В ту же секунду из гостиной раздался страшный стук. У нас кровь застыла в жилах, но, будучи сержантом запаса армии Израиля, я не мог потерять лицо. Взяв на кухне швабру, я с грохотом вломился в гостиную, размахивая во все стороны своим оружием. Там никого не было. Я был сбит с толку, и вдруг сзади раздался жуткий вопль. Я оглянулся: Шула, стоя в дверях гостиной, показывала наверх. На верхней книжной полке сидела обезьяна и смотрела на нас, сверкая глазами. Маленькая, волосатая, со светлым брюшком и мордой злого старика.
Мы растерялись. Что можно сделать, когда в ваш дом забралась обезьяна? «Она, наверное, сбежала из зоопарка», – сказала Шула. Это было вполне вероятно, потому что тогда зоопарк находился в центре Тель-Авива, в двухстах метрах от нашего дома.
Я позвонил в зоопарк и спросил, все ли обезьяны у них на месте. «Сейчас проверим», – ответил мужской голос, нисколько не удивившись моему вопросу. Через несколько минут он вернулся и сказал, что все обезьяны на месте. «Но в городе сейчас выступает цирк “Медрано”, – сказал он, – может, ваша обезьяна сбежала оттуда».
Я позвонил в «Медрано».
– Не пропадала ли у вас обезьяна?
– Конечно, – обрадовались на другом конце провода, – вы нашли ее?!
Через полчаса появился дрессировщик, снял обезьяну с книжной полки и пару раз шлепнул по попе. Оба ушли не извинившись. Только тогда Шула подняла книгу, которую обезьяна сбросила на пол. Вы можете решить, что я все это выдумал, но Шула – свидетель: это была книга Шмуэля Йосефа Агнона «Гость на одну ночь».

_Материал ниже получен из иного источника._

//! Properties that hold for every sequence of player actions.

use arbiter_core::{Color, Move, PositionOracle, Square, StandardRules};
use arbiter_session::{FakeClock, GameManager, Mode, ProposedMove, SessionConfig, SessionError};
use proptest::prelude::*;
use std::time::Duration;

#[derive(Clone, Debug)]
enum Step {
    /// Plays the legal move at this index (modulo the number of moves).
    Legal(usize),
    /// Proposes an arbitrary pair of squares.
    Raw(u8, u8),
}

fn step() -> impl Strategy<Value = Step> {
    prop_oneof![
        3 => any::<usize>().prop_map(Step::Legal),
        1 => (0u8..64, 0u8..64).prop_map(|(from, to)| Step::Raw(from, to)),
    ]
}

#[derive(Clone, Debug)]
enum Action {
    Human(usize),
    Wait(u64),
    ToggleMode,
    Reset,
}

fn action() -> impl Strategy<Value = Action> {
    prop_oneof![
        6 => any::<usize>().prop_map(Action::Human),
        4 => (0u64..600).prop_map(Action::Wait),
        1 => Just(Action::ToggleMode),
        1 => Just(Action::Reset),
    ]
}

fn pick(manager: &GameManager<StandardRules, FakeClock>, index: usize) -> Option<Move> {
    let moves = manager.oracle().legal_moves(manager.session().position());
    if moves.is_empty() {
        None
    } else {
        Some(moves[index % moves.len()])
    }
}

fn first_move(moves: &[Move]) -> Option<Move> {
    moves.first().copied()
}

proptest! {
    #![proptest_config(ProptestConfig::with_cases(64))]

    #[test]
    fn prop_friend_games_keep_their_books(steps in prop::collection::vec(step(), 0..80)) {
        let config = SessionConfig::default().with_mode(Mode::Friend);
        let mut manager = GameManager::new(StandardRules, FakeClock::new(), first_move, &config);
        let mut applied = 0;

        for step in steps {
            let before = manager.session().clone();
            let mover = manager.side_to_move();
            let proposed = match step {
                Step::Legal(index) => match pick(&manager, index) {
                    Some(mv) => ProposedMove::from(mv),
                    None => break,
                },
                Step::Raw(from, to) => match (Square::from_index(from), Square::from_index(to)) {
                    (Some(from), Some(to)) => ProposedMove::new(from, to),
                    _ => continue,
                },
            };

            match manager.propose_move(proposed) {
                Ok(outcome) => {
                    applied += 1;
                    prop_assert!(!before.termination().is_terminal());
                    prop_assert_eq!(outcome.record.mover, mover);
                    prop_assert_eq!(manager.side_to_move(), mover.opponent());
                }
                Err(_) => prop_assert_eq!(manager.session(), &before),
            }

            let session = manager.session();
            prop_assert_eq!(session.history().len(), applied);
            let captures = session.history().iter().filter(|r| r.captured.is_some()).count();
            prop_assert_eq!(session.captures().total(), captures);
            for side in [Color::White, Color::Black] {
                prop_assert!(session.captures().captured_by(side).len() <= 15);
            }
            prop_assert_eq!(session.pending_turn(), None);
        }
    }

    #[test]
    fn prop_computer_never_moves_twice(actions in prop::collection::vec(action(), 0..60)) {
        let clock = FakeClock::new();
        let config = SessionConfig::default();
        let mut manager = GameManager::new(StandardRules, clock.clone(), first_move, &config);
        // true where the computer made the move
        let mut by_computer: Vec<bool> = Vec::new();

        for action in actions {
            match action {
                Action::Human(index) => {
                    let Some(mv) = pick(&manager, index) else { continue };
                    let pending = manager.pending_turn().is_some();
                    match manager.propose_move(mv.into()) {
                        Ok(_) => by_computer.push(false),
                        Err(err) => {
                            prop_assert!(pending || manager.session().termination().is_terminal());
                            prop_assert!(matches!(
                                err,
                                SessionError::OpponentToMove | SessionError::GameOver(_)
                            ));
                        }
                    }
                }
                Action::Wait(ms) => {
                    clock.advance(Duration::from_millis(ms));
                    if manager.poll_opponent()?.is_some() {
                        by_computer.push(true);
                    }
                }
                Action::ToggleMode => {
                    let next = match manager.session().mode() {
                        Mode::Cpu => Mode::Friend,
                        Mode::Friend => Mode::Cpu,
                    };
                    manager.set_mode(next);
                }
                Action::Reset => {
                    manager.reset();
                    by_computer.clear();
                    prop_assert!(manager.session().history().is_empty());
                }
            }

            prop_assert_eq!(manager.session().history().len(), by_computer.len());
            prop_assert!(!by_computer.windows(2).any(|pair| pair[0] && pair[1]));
            if manager.pending_turn().is_some() {
                prop_assert_eq!(manager.session().mode(), Mode::Cpu);
                prop_assert!(!manager.session().termination().is_terminal());
            }
        }
    }
}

Через несколько дней, вернувшись домой с работы, я застал Шулу, разглядывающей из открытого окна эвкалипты, с улыбкой Моны Лизы на устах. Я спросил, все ли в порядке. «Я беременна», – сказала она.
Удалось ли мне скрыть, что слезы в моих глазах были слезами не только радости, но и боли? Я плакал от радости, что стану отцом, и от сожаления, что моему отцу не довелось дожить до этого.
Прошло еще несколько дней, но майские чудеса еще не закончились. Двадцать третьего мая я сидел напротив того же самого окна и (поскольку улыбаться загадочной улыбкой мне не свойственно) просто слушал радио. Предстояло выступление Бен-Гуриона в Кнессете. Председатель ударил молоточком, и премьер-министр прокашлялся. Он был необычайно взволнован.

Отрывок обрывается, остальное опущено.